Manon
est une autre traviata : la
mauvaise pente de l'argent et des plaisirs frivoles plutôt que
l'élévation de l'amour véritable.
C'est
par un escalier rejoignant les hauteurs de la ville que les amoureux
fuient, abandonnant leurs valises remplies d'une vie déjà trop
tracée. Par un escalier aussi qu'ils accèdent à leur petite
mansarde avec petit lit et petite table.
Mais
c'est sur des plans inclinés que parade la reine du Cours-la-Reine
et que tiennent en équilibre précaire les tables de jeu de l'Hôtel
de Transylvanie, tripot en sous-sol éclairé par des néons
blafards.

La
direction d'acteurs est magnifique de précision et de justesse, et
les dialogues parlés sont parfaitement joués, fait plutôt rare à
l'opéra.

La très belle Anna Netrebko, voix chaude et diction française travaillée, passe allègrement de l'adolescente délurée à la femme entretenue, sensuelle, déchue, mourante. Piotr Beczala, son des Grieux aux yeux bleus, a la voix solaire des très grands et des pianissimi superlatifs. La succession du poignant Adieu, notre petite table et de l'utopique En fermant les yeux, je vois... (!) est un sommet d'émotion qui gomme toute l'indigence du livret.

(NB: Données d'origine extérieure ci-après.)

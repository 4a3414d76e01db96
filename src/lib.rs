// Copyright (C) 2022-2025 Michael Herstine <sp1ff@pobox.com>
//
// This file is part of tracing-journald-native.
//
// tracing-journald-native is free software: you can redistribute it and/or modify it under the
// terms of the GNU General Public License as published by the Free Software Foundation, either
// version 3 of the License, or (at your option) any later version.
//
// tracing-journald-native is distributed in the hope that it will be useful, but WITHOUT ANY
// WARRANTY; without even the implied warranty of MERCHANTABILITY or FITNESS FOR A PARTICULAR
// PURPOSE.  See the GNU General Public License for more details.
//
// You should have received a copy of the GNU General Public License along with
// tracing-journald-native.  If not, see <http://www.gnu.org/licenses/>.

//! A [`tracing-subscriber`] [`Layer`] implementation for sending [`tracing`] [`Event`]s to
//! [systemd-journald] over its [native protocol]
//!
//! [`tracing-subscriber`]: https://docs.rs/tracing-subscriber/latest/tracing_subscriber/index.html
//! [`Layer`]: https://docs.rs/tracing-subscriber/latest/tracing_subscriber/layer/trait.Layer.html
//! [`tracing`]: https://docs.rs/tracing/0.1.35/tracing/index.html
//! [`Event`]: https://docs.rs/tracing/0.1.35/tracing/struct.Event.html
//! [systemd-journald]: https://www.freedesktop.org/software/systemd/man/systemd-journald.service.html
//! [native protocol]: https://systemd.io/JOURNAL_NATIVE_PROTOCOL/
//!
//! # Introduction
//!
//! journald will happily accept plain syslog lines on `/dev/log`, but then everything but the
//! message text is lost. Its native protocol instead takes a datagram of `KEY=VALUE` fields, so
//! that structured data (a request ID, a peer address, where an error came from) lands in the
//! journal as fields one can filter on (`journalctl REQUEST_ID=r-17`).
//!
//! This crate speaks that protocol directly: entries are laid out as raw protocol bytes & written
//! to journald's socket, with no dependency on `libsystemd`.
//!
//! The translation from a [`tracing`] event to a journal entry happens in three steps:
//!
//! 1. formatting the event to a message, a severity & metadata ([`tracing::TracingFormatter`])
//! 2. laying those out as journal fields ([`message::assemble`], built on [`field::encode_field`]
//!    & [`metadata::collect_fields`])
//! 3. transporting the resulting datagram to journald ([`transport::Transport`])
//!
//! [`tracing`]: https://docs.rs/tracing/latest/tracing/index.html
//!
//! # Usage
//!
//! [tracing-journald-native](crate)'s [`Layer`] comes with sane defaults:
//!
//! ```rust
//! use tracing::info;
//! use tracing_journald_native::layer::Layer;
//! use tracing_subscriber::registry::Registry;
//! use tracing_subscriber::layer::SubscriberExt; // Needed to get `with()`
//!
//! // The default configuration is to identify ourselves by the name of the running executable
//! // & to send entries to /run/systemd/journal/socket.
//! let subscriber = Registry::default().with(Layer::default());
//!
//! info!("Hello, world!");
//! ```
//!
//! Fields recorded on the event & on the spans it occurs in become journal fields (upper-cased):
//!
//! ```no_run
//! use tracing::{info, info_span};
//! use tracing_journald_native::{layer::Layer, transport::JournalSocket};
//! use tracing_subscriber::registry::Registry;
//! use tracing_subscriber::layer::SubscriberExt; // Needed to get `with()`
//!
//! let subscriber = Registry::default().with(
//!     Layer::with_transport(JournalSocket::new("/run/systemd/journal/socket"))
//!         .with_identifier("my-service"));
//! let _guard = tracing::subscriber::set_default(subscriber);
//!
//! let span = info_span!("request", request_id = "r-17");
//! let _enter = span.enter();
//! info!(rows = 3, "fetched {} rows", 3);
//! ```
//!
//! Will produce a journal entry along the lines of:
//!
//! ```text
//! MESSAGE=fetched 3 rows
//! PRIORITY=6
//! SYSLOG_IDENTIFIER=my-service
//! REQUEST_ID=r-17
//! ROWS=3
//! ```
//!
//! The pieces may also be used without [`tracing`] at all:
//!
//! ```no_run
//! use tracing_journald_native::{
//!     message::{assemble, LogEvent},
//!     metadata::Metadata,
//!     priority::Severity,
//!     transport::{JournalSocket, Transport},
//! };
//!
//! let extra = Metadata::new().with("peer", "10.0.0.1");
//! let payload = assemble(
//!     &LogEvent::new("Hello", Severity::Info, "MyLogger").with_extra(&extra)).unwrap();
//! let mut transport = JournalSocket::default();
//! transport.ensure_connected().unwrap();
//! transport.send(&payload).unwrap();
//! ```

pub mod error;
pub mod field;
pub mod layer;
pub mod message;
pub mod metadata;
pub mod priority;
pub mod tracing;
pub mod transport;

L'alchimie du couple est palpable et culmine dans la scène de Saint-Sulpice, scandaleuse d'érotisme dans ce lieu saint où piliers, sacristie et petit lit de prêtre – le lit d'amour de la mansarde ! - sont tout de guingois.
Une
mention particulière au Guillot de Morfontaine de Christophe
Mortagne, remarquable chanteur et acteur à la déclamation parfaite.
On
pourra regretter l'épisode du ballet, quelque peu désuet et
s'achevant dans une sorte de débauche lubrique pâlement inspirée
du ballet décadent proposé par David Mc Vicar pour le Faust
de Gounod.
De
même l'effet visuel des petites maisons donne une perspective très
réussie, mais aussitôt réduite à néant dès que les personnages
- dont toute la magie scénographique ne parvient pas encore à
réduire la taille ! - passent à proximité.
Mais
on gardera l'image de la mort de Manon dans les bras de son
chevalier, ultime syllabe chantée dans un souffle sur un quai du
Havre à la perspective infinie, le bout de la pente, éclairé par
des lampadaires lugubres : « Et c'est là l'histoire de Manon
Lescaut. »
(Crédit photos : Ken Howard - Metropolitan Opera)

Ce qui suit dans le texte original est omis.